## What to work on
Here is a block of records. Copy every one of them exactly.

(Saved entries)
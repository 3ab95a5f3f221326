//! Error taxonomy for resolver operations.

use thiserror::Error;

use crate::provider::ProviderId;

/// Errors that can occur while resolving, binding, or querying providers.
///
/// None of these escape the resolver's event loop: every variant is caught,
/// logged, and converted into either "no state change" or "schedule retry".
/// Callers observe unavailability as absent handles, never as errors.
#[derive(Debug, Error)]
pub enum ResolverError {
    /// The provider directory query failed. Logged; the catalog is unchanged.
    #[error("directory query failed: {0}")]
    Discovery(String),

    /// A connect request was rejected or threw. Schedules immediate backoff.
    #[error("connect rejected by {provider}: {reason}")]
    Connection {
        /// The provider the connect was issued to.
        provider: ProviderId,
        /// Reason reported by the connection layer.
        reason: String,
    },

    /// A remote call on a live connection failed. Logged; reconciled by the
    /// next full recomputation, not retried individually.
    #[error("remote {operation} failed on {provider}: {reason}")]
    RemoteCall {
        /// The provider the call was issued to.
        provider: ProviderId,
        /// The remote operation that failed.
        operation: &'static str,
        /// Reason reported by the connection layer.
        reason: String,
    },

    /// A capability query failed. Retried after a fixed delay.
    #[error("capability query failed for {provider}: {reason}")]
    Query {
        /// The queried provider.
        provider: ProviderId,
        /// Reason reported by the query channel.
        reason: String,
    },

    /// A capability query did not answer in time. Retried after a fixed delay.
    #[error("capability query timed out for {provider} after {timeout_ms}ms")]
    QueryTimeout {
        /// The queried provider.
        provider: ProviderId,
        /// The timeout that elapsed, in milliseconds.
        timeout_ms: u64,
    },

    /// An out-of-range slot or unknown provider id at a call boundary.
    /// Rejected as a no-op, never propagated as a panic.
    #[error("inconsistent configuration: {0}")]
    ConfigInconsistency(String),

    /// Configuration could not be parsed or is invalid.
    #[error("configuration error: {0}")]
    Config(String),

    /// Filesystem error while loading or saving configuration.
    #[error("io error: {0}")]
    Io(#[from] std::io::Error),
}

/// Result type for resolver operations.
pub type ResolverResult<T> = Result<T, ResolverError>;

#[cfg(test)]
mod tests {
    use super::*;

    #[test]
    fn test_error_display() {
        let err = ResolverError::Connection {
            provider: ProviderId::new("com.example/Svc"),
            reason: "service unavailable".to_string(),
        };
        assert_eq!(
            err.to_string(),
            "connect rejected by com.example/Svc: service unavailable"
        );

        let err = ResolverError::QueryTimeout {
            provider: ProviderId::new("com.example/Svc"),
            timeout_ms: 5_000,
        };
        assert_eq!(
            err.to_string(),
            "capability query timed out for com.example/Svc after 5000ms"
        );
    }

    #[test]
    fn test_io_conversion() {
        fn load() -> ResolverResult<String> {
            Err(std::io::Error::new(std::io::ErrorKind::NotFound, "missing").into())
        }
        assert!(matches!(load(), Err(ResolverError::Io(_))));
    }
}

## The completed task
repository 3ab95a5f3f221326
//! Error taxonomy for resolver operations.

use thiserror::Error;

use crate::provider::ProviderId;

/// Errors that can occur while resolving, binding, or querying providers.
///
/// None of these escape the resolver's event loop: every variant is caught,
/// logged, and converted into either "no state change" or "schedule retry".
/// Callers observe unavailability as absent handles, never as errors.
#[derive(Debug, Error)]
pub enum ResolverError {
    /// The provider directory query failed. Logged; the catalog is unchanged.
    #[error("directory query failed: {0}")]
    Discovery(String),

    /// A connect request was rejected or threw. Schedules immediate backoff.
    #[error("connect rejected by {provider}: {reason}")]
    Connection {
        /// The provider the connect was issued to.
        provider: ProviderId,
        /// Reason reported by the connection layer.
        reason: String,
    },

    /// A remote call on a live connection failed. Logged; reconciled by the
    /// next full recomputation, not retried individually.
    #[error("remote {operation} failed on {provider}: {reason}")]
    RemoteCall {
        /// The provider the call was issued to.
        provider: ProviderId,
        /// The remote operation that failed.
        operation: &'static str,
        /// Reason reported by the connection layer.
        reason: String,
    },

    /// A capability query failed. Retried after a fixed delay.
    #[error("capability query failed for {provider}: {reason}")]
    Query {
        /// The queried provider.
        provider: ProviderId,
        /// Reason reported by the query channel.
        reason: String,
    },

    /// A capability query did not answer in time. Retried after a fixed delay.
    #[error("capability query timed out for {provider} after {timeout_ms}ms")]
    QueryTimeout {
        /// The queried provider.
        provider: ProviderId,
        /// The timeout that elapsed, in milliseconds.
        timeout_ms: u64,
    },

    /// An out-of-range slot or unknown provider id at a call boundary.
    /// Rejected as a no-op, never propagated as a panic.
    #[error("inconsistent configuration: {0}")]
    ConfigInconsistency(String),

    /// Configuration could not be parsed or is invalid.
    #[error("configuration error: {0}")]
    Config(String),

    /// Filesystem error while loading or saving configuration.
    #[error("io error: {0}")]
    Io(#[from] std::io::Error),
}

/// Result type for resolver operations.
pub type ResolverResult<T> = Result<T, ResolverError>;

#[cfg(test)]
mod tests {
    use super::*;

    #[test]
    fn test_error_display() {
        let err = ResolverError::Connection {
            provider: ProviderId::new("com.example/Svc"),
            reason: "service unavailable".to_string(),
        };
        assert_eq!(
            err.to_string(),
            "connect rejected by com.example/Svc: service unavailable"
        );

        let err = ResolverError::QueryTimeout {
            provider: ProviderId::new("com.example/Svc"),
            timeout_ms: 5_000,
        };
        assert_eq!(
            err.to_string(),
            "capability query timed out for com.example/Svc after 5000ms"
        );
    }

    #[test]
    fn test_io_conversion() {
        fn load() -> ResolverResult<String> {
            Err(std::io::Error::new(std::io::ErrorKind::NotFound, "missing").into())
        }
        assert!(matches!(load(), Err(ResolverError::Io(_))));
    }
}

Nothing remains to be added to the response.